• **REQUIRED WORK**:
Among the entries below, find each line holding "RwLock" and return it.

-- -- --

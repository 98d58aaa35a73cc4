//! Auth provider holding a fixed, replaceable user id.

use cookbook_core::auth::{AuthProvider, CurrentUser};
use std::sync::{Arc, RwLock};

/// Auth provider whose signed-in user is set directly.
///
/// Stands in for a remote identity service in embedded setups and tests.
#[derive(Debug, Clone, Default)]
pub struct StaticAuthProvider {
    user_id: Arc<RwLock<Option<String>>>,
}

impl StaticAuthProvider {
    pub fn signed_in(user_id: impl Into<String>) -> Self {
        Self {
            user_id: Arc::new(RwLock::new(Some(user_id.into()))),
        }
    }

    pub fn signed_out() -> Self {
        Self::default()
    }

    pub fn sign_in(&self, user_id: impl Into<String>) {
        let mut guard = self
            .user_id
            .write()
            .unwrap_or_else(|poisoned| poisoned.into_inner());
        *guard = Some(user_id.into());
    }

    pub fn sign_out(&self) {
        let mut guard = self
            .user_id
            .write()
            .unwrap_or_else(|poisoned| poisoned.into_inner());
        *guard = None;
    }
}

impl AuthProvider for StaticAuthProvider {
    fn current_user(&self) -> Option<CurrentUser> {
        let guard = self
            .user_id
            .read()
            .unwrap_or_else(|poisoned| poisoned.into_inner());
        guard.as_ref().map(|id| CurrentUser::new(id.clone()))
    }
}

-- -- --

• **SOLVED PROBLEM**:
use std::sync::{Arc, RwLock};
    user_id: Arc<RwLock<Option<String>>>,
            user_id: Arc::new(RwLock::new(Some(user_id.into()))),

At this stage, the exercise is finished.